As Obama left his swearing in, Lewis approached him with a sheet of paper and asked the new President, the first black President, to sign it. And he did. He wrote, “Because of you, John. Barack Obama.”
It is hard not to view this capsule history as naïve and sentimental. We are three years into a Trump Administration––and a year away from his quite possible reëlection. At Trump rallies, some supporters plainly revel in his cruelties and bigotry. Countless other Trump voters deny that they are racist or misogynist or xenophobic––they support him for other reasons, they tell pollsters and reporters––but in order to vote for him, they had to be willing, at a minimum, to tolerate his racism, his contempt for women, immigrants, Muslims, Mexicans, Central Americans, Africans. And to know that this is still possible tells a bleak story: no matter how carefully Obama calibrated his language about race, his sheer presence as President fuelled resentments and hatreds that Trump has been able to exploit. Though the election of a black President fulfilled at least a measure of what John Lewis and so many others had been jailed and beaten for, the Obama Presidency hardly eradicated the racist, nativist strain that has infected American life for centuries.
John Lewis refused to attend Trump’s inauguration. He said that that Russian interference in the campaign was unfair and the election “illegitimate.” Trump could not resist retaliating against Lewis, tweeting that the congressman from Atlanta ought to “spend more time on fixing and helping his district, which is in horrible shape and falling apart.” Trump, of course, smeared other members of Congress of color in similar terms. He attacked the late Elijah Cummings, in similarly racist language, calling the Baltimore congressman’s district, “a disgusting, rat and rodent infested mess.”

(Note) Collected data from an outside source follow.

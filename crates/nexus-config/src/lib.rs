//! # nexus-config
//!
//! Configuration system for the Nexus broker. Reads from `nexus.toml` and
//! environment variables, in that precedence order.
//!
//! Supports hot-reload via filesystem watcher; subscribers receive every
//! successfully validated revision.

pub mod loader;
pub mod schema;

pub use loader::ConfigLoader;
pub use schema::NexusConfig;
pub use schema::{
    ApprovalConfig, AuditConfig, EngineConfig, ImpactWeights, LoggingConfig, PermissionsConfig,
    RegistryConfig, RollbackConfig, RouterConfig, SafetyConfig, ServerConfig, TimeoutPolicy,
    TrustWeights,
};
pub use schema::{ConfigWarning, WarningSeverity};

When Trump said that four Democratic congresswomen of color––Alexandria Ocasio-Cortez, Ilhan Omar, Rashida Tlaib, and Ayanna Pressley––should “go back” to where they came from, Lewis did not hesitate to call things by their proper name. “I know racism when I see it,” he said before a House vote, in July, denouncing the President’s tweets. “I know racism when I feel it. And at the highest level of our government, there’s no room for racism.”

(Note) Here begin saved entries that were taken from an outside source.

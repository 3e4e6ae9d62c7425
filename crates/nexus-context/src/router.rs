use chrono::{DateTime, Utc};
use futures::stream::{self, StreamExt};
use nexus_audit::{AuditKind, AuditLog};
use nexus_config::RouterConfig;
use nexus_core::{
    ContextProvider, ContextRecord, ContextRequest, ContextResponse, HealthStatus, NexusError,
    Result, Severity, TrustTier, span_secs,
};
use parking_lot::RwLock;
use serde_json::json;
use std::collections::BTreeSet;
use std::sync::Arc;
use std::time::Instant;
use tracing::{debug, info, warn};

use crate::cache::{CacheInsert, ContextCache};
use crate::guard::PermissionGuard;
use crate::registry::{Provider, ProviderRegistry};
use crate::relevance::RelevanceScorer;

/// One permitted (provider, context type) pair to query.
struct Candidate {
    provider: Provider,
    source: Option<Arc<dyn ContextProvider>>,
    context_type: String,
}

enum FetchOutcome {
    Records {
        provider_id: String,
        trust: TrustTier,
        records: Vec<ContextRecord>,
    },
    Failed {
        provider_id: String,
        reason: String,
    },
}

/// Routes context requests to permitted providers and ranks what comes back.
pub struct ContextRouter {
    registry: Arc<ProviderRegistry>,
    guard: Arc<PermissionGuard>,
    cache: ContextCache,
    audit: Arc<AuditLog>,
    config: RwLock<RouterConfig>,
}

impl ContextRouter {
    pub fn new(
        config: RouterConfig,
        registry: Arc<ProviderRegistry>,
        guard: Arc<PermissionGuard>,
        audit: Arc<AuditLog>,
    ) -> Self {
        Self {
            registry,
            guard,
            cache: ContextCache::new(),
            audit,
            config: RwLock::new(config),
        }
    }

    pub fn update_config(&self, config: RouterConfig) {
        *self.config.write() = config;
    }

    pub fn registry(&self) -> &Arc<ProviderRegistry> {
        &self.registry
    }

    pub fn guard(&self) -> &Arc<PermissionGuard> {
        &self.guard
    }

    /// Gather, filter, rank, and truncate context for `request`.
    ///
    /// Denied providers are dropped silently (each check is audited); only
    /// when nothing is left does the caller get `NoAccessibleContext`.
    /// Providers that time out or fail are skipped and the response is
    /// flagged partial.
    pub async fn gather(&self, request: &ContextRequest) -> Result<ContextResponse> {
        let config = self.config.read().clone();
        let types: BTreeSet<&str> = request
            .context_types
            .iter()
            .map(String::as_str)
            .filter(|t| !t.trim().is_empty())
            .collect();
        if types.is_empty() {
            return Err(NexusError::ConfigValidation {
                field: "context_types".into(),
                reason: "request names no context types".into(),
            });
        }

        // 1–2. Resolve candidates and drop the ones the requester may not read.
        let mut candidates = Vec::new();
        let mut denied = 0usize;
        for context_type in &types {
            for (provider, source) in self.registry.sources(context_type) {
                let decision = self
                    .guard
                    .check(&request.requester, provider.id(), context_type)?;
                if decision.is_allowed() {
                    candidates.push(Candidate {
                        provider,
                        source,
                        context_type: context_type.to_string(),
                    });
                } else {
                    debug!(requester = %request.requester, provider = %provider.id(), context_type, "candidate denied");
                    denied += 1;
                }
            }
        }
        if candidates.is_empty() {
            warn!(requester = %request.requester, ?types, denied, "no accessible context");
            return Err(NexusError::NoAccessibleContext);
        }

        // 3. Serve from cache where possible, pull the rest concurrently.
        let now = Utc::now();
        let timeout = std::time::Duration::from_millis(config.provider_timeout_ms);
        let outcomes: Vec<FetchOutcome> = stream::iter(candidates)
            .map(|c| self.fetch_one(c, request, timeout, now))
            .buffer_unordered(config.max_fan_out.max(1))
            .collect()
            .await;

        // 4. Filter and score.
        let clearance = self.guard.clearance(&request.requester);
        let scorer = RelevanceScorer::new(&config, request.query.as_deref(), Utc::now());
        let mut records = Vec::new();
        let mut failed_providers = Vec::new();
        let mut withheld = 0usize;
        for outcome in outcomes {
            match outcome {
                FetchOutcome::Records {
                    provider_id,
                    trust,
                    records: batch,
                } => {
                    for mut record in batch {
                        if record.sensitivity > clearance {
                            withheld += 1;
                            continue;
                        }
                        if !request.filters.matches(&record) {
                            continue;
                        }
                        record.provider_id = provider_id.clone();
                        record.relevance = scorer.score(&record, trust);
                        records.push(record);
                    }
                }
                FetchOutcome::Failed {
                    provider_id,
                    reason,
                } => {
                    self.registry.record_failure(&provider_id, &reason)?;
                    if !failed_providers.contains(&provider_id) {
                        failed_providers.push(provider_id);
                    }
                }
            }
        }

        // 5. Rank and bound.
        records.sort_by(|a, b| {
            b.relevance
                .total_cmp(&a.relevance)
                .then_with(|| b.produced_at.cmp(&a.produced_at))
        });
        let limit = match request.limit {
            0 => config.default_limit,
            n => n.min(config.max_limit),
        };
        records.truncate(limit);
        failed_providers.sort();
        let partial = !failed_providers.is_empty();

        self.audit.append(
            &request.requester,
            AuditKind::ContextGathered,
            if partial { Severity::Warning } else { Severity::Info },
            json!({
                "requester": request.requester,
                "context_types": types,
                "returned": records.len(),
                "denied_candidates": denied,
                "withheld_by_clearance": withheld,
                "partial": partial,
                "failed_providers": failed_providers,
            }),
        )?;
        info!(
            requester = %request.requester,
            returned = records.len(),
            partial,
            "context gathered"
        );

        Ok(ContextResponse {
            records,
            partial,
            failed_providers,
        })
    }

    async fn fetch_one(
        &self,
        candidate: Candidate,
        request: &ContextRequest,
        timeout: std::time::Duration,
        now: DateTime<Utc>,
    ) -> FetchOutcome {
        let provider_id = candidate.provider.id().to_string();
        let trust = candidate.provider.descriptor.trust_tier;
        let context_type = candidate.context_type;

        if let Some(cached) = self.cache.get(&provider_id, &context_type, now) {
            return FetchOutcome::Records {
                provider_id,
                trust,
                records: vec![cached],
            };
        }
        let Some(source) = candidate.source else {
            // Push-only provider with nothing cached.
            return FetchOutcome::Records {
                provider_id,
                trust,
                records: Vec::new(),
            };
        };

        let started = Instant::now();
        match tokio::time::timeout(timeout, source.fetch(request, &context_type)).await {
            Ok(Ok(records)) => {
                self.registry.record_success(&provider_id, started.elapsed());
                // Providers answer only for the type they were asked about.
                let records = records
                    .into_iter()
                    .filter(|r| r.context_type == context_type)
                    .collect();
                FetchOutcome::Records {
                    provider_id,
                    trust,
                    records,
                }
            }
            Ok(Err(e)) => {
                warn!(provider = %provider_id, error = %e, "provider fetch failed");
                FetchOutcome::Failed {
                    provider_id,
                    reason: e.to_string(),
                }
            }
            Err(_) => {
                warn!(provider = %provider_id, timeout_ms = timeout.as_millis() as u64, "provider fetch timed out");
                FetchOutcome::Failed {
                    provider_id,
                    reason: format!("timed out after {}ms", timeout.as_millis()),
                }
            }
        }
    }

    /// Cache a record pushed by a provider. Returns whether it was kept.
    pub fn push(&self, provider_id: &str, mut record: ContextRecord) -> Result<bool> {
        record.validate()?;
        let provider = self
            .registry
            .get(provider_id)
            .ok_or_else(|| NexusError::ProviderNotFound(provider_id.to_string()))?;
        if provider.health == HealthStatus::Unreachable {
            return Err(NexusError::ProviderUnavailable {
                provider: provider_id.to_string(),
                reason: "provider is unreachable; heartbeat first".into(),
            });
        }
        if !provider.declares(&record.context_type) {
            return Err(NexusError::UndeclaredContextType {
                provider: provider_id.to_string(),
                context_type: record.context_type,
            });
        }

        record.provider_id = provider_id.to_string();
        record.relevance = 0.0;
        let ttl_secs = record.ttl_secs.unwrap_or(self.config.read().cache_ttl_secs);
        let context_type = record.context_type.clone();
        let outcome = self
            .cache
            .insert(record, span_secs(ttl_secs), Utc::now());

        self.audit.append(
            provider_id,
            AuditKind::ContextPushed,
            Severity::Info,
            json!({
                "provider": provider_id,
                "context_type": context_type,
                "ttl_secs": ttl_secs,
                "outcome": match outcome {
                    CacheInsert::Inserted => "inserted",
                    CacheInsert::Superseded => "superseded",
                    CacheInsert::Stale => "stale",
                },
            }),
        )?;
        debug!(provider = %provider_id, %context_type, ?outcome, "context pushed");
        Ok(outcome != CacheInsert::Stale)
    }

    pub fn evict_expired(&self, now: DateTime<Utc>) -> usize {
        self.cache.evict_expired(now)
    }

    /// Forget everything a provider pushed.
    pub fn purge_provider(&self, provider_id: &str) -> usize {
        self.cache.purge_provider(provider_id)
    }

    pub fn cached_records(&self) -> usize {
        self.cache.len()
    }
}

More recently, Lewis gave one of the most compelling speeches supporting Trump’s impeachment. “Our nation is founded on the principle that we do not have kings,” he said from the House floor. “We have Presidents. And the Constitution is our compass. When you see something that is not right, not just, not fair, you have a moral obligation to say something. To do something. Our children and their children will ask us, ‘What did you do? What did you say?’ For some, this vote may be hard. But we have a mission and a mandate to be on the right side of history.”

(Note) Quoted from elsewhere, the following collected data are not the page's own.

use thiserror::Error;
use uuid::Uuid;

/// Unified error type for the entire Nexus broker.
#[derive(Error, Debug)]
pub enum NexusError {
    // ── Configuration errors ───────────────────────────────────
    #[error("config error: {0}")]
    Config(String),

    #[error("config validation failed: {field}: {reason}")]
    ConfigValidation { field: String, reason: String },

    #[error("malformed descriptor: {0}")]
    MalformedDescriptor(String),

    // ── Registry errors ────────────────────────────────────────
    #[error("provider already registered: {0}")]
    DuplicateProvider(String),

    #[error("provider not found: {0}")]
    ProviderNotFound(String),

    #[error("provider unavailable: {provider}: {reason}")]
    ProviderUnavailable { provider: String, reason: String },

    #[error("provider '{provider}' does not declare context type '{context_type}'")]
    UndeclaredContextType {
        provider: String,
        context_type: String,
    },

    // ── Access errors ──────────────────────────────────────────
    #[error("access denied: {0}")]
    AccessDenied(String),

    #[error("no accessible context for request")]
    NoAccessibleContext,

    // ── Action errors ──────────────────────────────────────────
    #[error("invalid action: {0}")]
    InvalidAction(String),

    #[error("action already submitted: {0}")]
    DuplicateAction(Uuid),

    #[error("action not found: {0}")]
    ActionNotFound(Uuid),

    #[error("action blocked: {action_id}: {reasons}")]
    ActionBlocked { action_id: Uuid, reasons: String },

    #[error("action rejected: {action_id}: {reason}")]
    ActionRejected { action_id: Uuid, reason: String },

    #[error("invalid state transition for {action_id}: {from} -> {to}")]
    InvalidTransition {
        action_id: Uuid,
        from: String,
        to: String,
    },

    #[error("action {action_id} cannot be cancelled while {state}")]
    NotCancellable { action_id: Uuid, state: String },

    #[error("no executor registered for action kind: {0}")]
    ExecutorNotFound(String),

    #[error("execution failed: {action_id}: {reason}")]
    ExecutionFailure { action_id: Uuid, reason: String },

    #[error("rollback failed: {action_id}: {reason}")]
    RollbackFailure { action_id: Uuid, reason: String },

    #[error("rollback refused: action {0} is declared irreversible")]
    IrreversibleRollback(Uuid),

    #[error("snapshot not found: {0}")]
    SnapshotNotFound(Uuid),

    #[error("resource busy: {0}")]
    ResourceBusy(String),

    // ── Approval errors ────────────────────────────────────────
    #[error("approval not found or already resolved: {0}")]
    ApprovalNotFound(Uuid),

    // ── Audit errors ───────────────────────────────────────────
    #[error("audit integrity failure at seq {seq}: {reason}")]
    AuditIntegrity { seq: u64, reason: String },

    #[error("audit log halted: {0}")]
    AuditHalted(String),

    #[error("storage error: {0}")]
    Storage(String),

    // ── Generic wrappers ───────────────────────────────────────
    #[error("io error: {0}")]
    Io(#[from] std::io::Error),

    #[error("serialization error: {0}")]
    Serialization(#[from] serde_json::Error),

    #[error("{0}")]
    Other(#[from] anyhow::Error),
}

impl NexusError {
    /// Errors rejected synchronously at the API boundary because the input
    /// itself is malformed.
    pub fn is_config_error(&self) -> bool {
        matches!(
            self,
            Self::Config(_)
                | Self::ConfigValidation { .. }
                | Self::MalformedDescriptor(_)
                | Self::InvalidAction(_)
                | Self::UndeclaredContextType { .. }
        )
    }

    /// HTTP status code hint for the API layer.
    pub fn status_hint(&self) -> u16 {
        match self {
            Self::Config(_)
            | Self::ConfigValidation { .. }
            | Self::MalformedDescriptor(_)
            | Self::InvalidAction(_)
            | Self::UndeclaredContextType { .. }
            | Self::IrreversibleRollback(_) => 400,
            Self::AccessDenied(_) | Self::NoAccessibleContext => 403,
            Self::ProviderNotFound(_)
            | Self::ActionNotFound(_)
            | Self::SnapshotNotFound(_)
            | Self::ApprovalNotFound(_)
            | Self::ExecutorNotFound(_) => 404,
            Self::DuplicateProvider(_)
            | Self::DuplicateAction(_)
            | Self::InvalidTransition { .. }
            | Self::NotCancellable { .. }
            | Self::ActionBlocked { .. }
            | Self::ActionRejected { .. } => 409,
            Self::ResourceBusy(_) => 423,
            Self::ProviderUnavailable { .. } | Self::AuditHalted(_) => 503,
            _ => 500,
        }
    }
}

pub type Result<T> = std::result::Result<T, NexusError>;
//! Deterministic risk scoring for proposed actions.
//!
//! risk = impact weight
//!      + partial-reversibility penalty
//!      + deny / flag keyword weights (matched against kind and target)
//!      + sensitive context weight (capped)
//!      + per-consumer adjustment
//!
//! clamped to `[0, 1]`, then floored for irreversible actions. The bands
//! come from `SafetyConfig`; consumer overrides may force approval or block
//! outright. Every factor that fires is recorded as a [`RiskFactor`].

use chrono::Utc;
use nexus_audit::{AuditKind, AuditLog};
use nexus_config::SafetyConfig;
use nexus_core::{
    ContextRecord, Decision, DecisionOutcome, PolicyOverride, ProposedAction, Result,
    Reversibility, RiskFactor, Sensitivity, Severity,
};
use parking_lot::RwLock;
use serde_json::json;
use std::sync::Arc;
use tracing::{debug, info};

const MAX_ADJUSTMENT: f64 = 0.5;

pub struct SafetyValidator {
    config: RwLock<SafetyConfig>,
    audit: Arc<AuditLog>,
}

impl SafetyValidator {
    pub fn new(config: SafetyConfig, audit: Arc<AuditLog>) -> Self {
        Self {
            config: RwLock::new(config),
            audit,
        }
    }

    /// Score `action` against the context gathered for it.
    pub fn assess(&self, action: &ProposedAction, context: &[ContextRecord]) -> Decision {
        let config = self.config.read();
        let mut reasons = Vec::new();

        let impact = config.impact_weights.weight(action.impact);
        reasons.push(RiskFactor::Impact {
            tier: action.impact,
            weight: impact,
        });
        let mut risk = impact;

        if action.reversibility == Reversibility::PartiallyReversible {
            let weight = config.partial_reversibility_penalty;
            risk += weight;
            reasons.push(RiskFactor::PartiallyReversible { weight });
        }

        let haystack = format!("{} {}", action.kind, action.target).to_lowercase();
        for keyword in &config.deny_keywords {
            if !keyword.is_empty() && haystack.contains(&keyword.to_lowercase()) {
                risk += config.deny_keyword_weight;
                reasons.push(RiskFactor::DenyKeyword {
                    keyword: keyword.clone(),
                    weight: config.deny_keyword_weight,
                });
            }
        }
        for keyword in &config.flag_keywords {
            if !keyword.is_empty() && haystack.contains(&keyword.to_lowercase()) {
                risk += config.flag_keyword_weight;
                reasons.push(RiskFactor::FlagKeyword {
                    keyword: keyword.clone(),
                    weight: config.flag_keyword_weight,
                });
            }
        }

        let sensitive = context
            .iter()
            .filter(|r| r.sensitivity == Sensitivity::Sensitive)
            .count();
        if sensitive > 0 {
            let weight = (sensitive as f64 * config.sensitive_context_weight)
                .min(config.sensitive_context_cap);
            if weight > 0.0 {
                risk += weight;
                reasons.push(RiskFactor::SensitiveContext {
                    records: sensitive,
                    weight,
                });
            }
        }

        let policy = config.overrides.get(&action.consumer);
        if let Some(p) = policy
            && p.risk_adjustment != 0.0
        {
            let adjustment = p.risk_adjustment.clamp(-MAX_ADJUSTMENT, MAX_ADJUSTMENT);
            risk += adjustment;
            reasons.push(RiskFactor::ConsumerAdjustment {
                consumer: action.consumer.clone(),
                adjustment,
            });
        }

        let mut risk = risk.clamp(0.0, 1.0);
        let irreversible = action.reversibility == Reversibility::Irreversible;
        if irreversible && risk < config.irreversible_floor {
            risk = config.irreversible_floor;
            reasons.push(RiskFactor::IrreversibleFloor {
                floor: config.irreversible_floor,
            });
        }

        let mut outcome = if risk >= config.block_at_or_above {
            DecisionOutcome::Blocked
        } else if risk < config.auto_approve_below {
            DecisionOutcome::AutoApproved
        } else {
            DecisionOutcome::ApprovalRequired
        };

        if policy.is_some_and(|p| p.block_all) {
            outcome = DecisionOutcome::Blocked;
            reasons.push(RiskFactor::ConsumerBlocked {
                consumer: action.consumer.clone(),
            });
        }
        if outcome == DecisionOutcome::AutoApproved && irreversible {
            outcome = DecisionOutcome::ApprovalRequired;
            reasons.push(RiskFactor::IrreversibleNeverAuto);
        }
        if outcome == DecisionOutcome::AutoApproved && policy.is_some_and(|p| p.force_approval) {
            outcome = DecisionOutcome::ApprovalRequired;
            reasons.push(RiskFactor::ConsumerForcedApproval {
                consumer: action.consumer.clone(),
            });
        }

        debug!(action_id = %action.id, risk, %outcome, factors = reasons.len(), "action assessed");
        Decision {
            action_id: action.id,
            correlation_id: action.correlation_id(),
            outcome,
            risk_score: risk,
            reasons,
            decided_at: Utc::now(),
        }
    }

    // ── Admin mutations (all audited) ──────────────────────────

    pub fn set_override(&self, actor: &str, consumer: &str, policy: PolicyOverride) -> Result<()> {
        let mut config = self.config.write();
        self.audit.append(
            actor,
            AuditKind::PolicyMutated,
            Severity::Warning,
            json!({
                "op": "set_override",
                "consumer": consumer,
                "previous": config.overrides.get(consumer),
                "override": policy,
            }),
        )?;
        info!(actor, consumer, "safety override set");
        config.overrides.insert(consumer.to_string(), policy);
        Ok(())
    }

    pub fn clear_override(&self, actor: &str, consumer: &str) -> Result<Option<PolicyOverride>> {
        let mut config = self.config.write();
        if !config.overrides.contains_key(consumer) {
            return Ok(None);
        }
        self.audit.append(
            actor,
            AuditKind::PolicyMutated,
            Severity::Warning,
            json!({
                "op": "clear_override",
                "consumer": consumer,
                "previous": config.overrides.get(consumer),
            }),
        )?;
        info!(actor, consumer, "safety override cleared");
        Ok(config.overrides.remove(consumer))
    }

    /// Swap in a whole new policy, e.g. after a config reload.
    pub fn update_config(&self, actor: &str, new: SafetyConfig) -> Result<()> {
        let mut config = self.config.write();
        self.audit.append(
            actor,
            AuditKind::PolicyMutated,
            Severity::Warning,
            json!({
                "op": "replace",
                "auto_approve_below": new.auto_approve_below,
                "block_at_or_above": new.block_at_or_above,
                "irreversible_floor": new.irreversible_floor,
                "deny_keywords": new.deny_keywords,
                "flag_keywords": new.flag_keywords,
                "overrides": new.overrides.len(),
            }),
        )?;
        info!(actor, "safety policy replaced");
        *config = new;
        Ok(())
    }

    pub fn config(&self) -> SafetyConfig {
        self.config.read().clone()
    }
}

No one, over a long lifetime, gets everything right. John Lewis has come as close as anyone. Which is why the news of his illness is such painful news. But, on Sunday, it was Lewis himself who quickly made clear that he was not prepared to relinquish his struggles. His decency is matched by his relentlessness.
“I have been in some kind of fight—for freedom, equality, basic human rights—for nearly my entire life,” he said. “I have never faced a fight quite like the one I have now.” Despite the seriousness of his condition, doctors told him he has a “fighting chance”: “So I have decided to do what I knew to do and what I have always done: I am going to fight it and keep fighting for the Beloved Community.”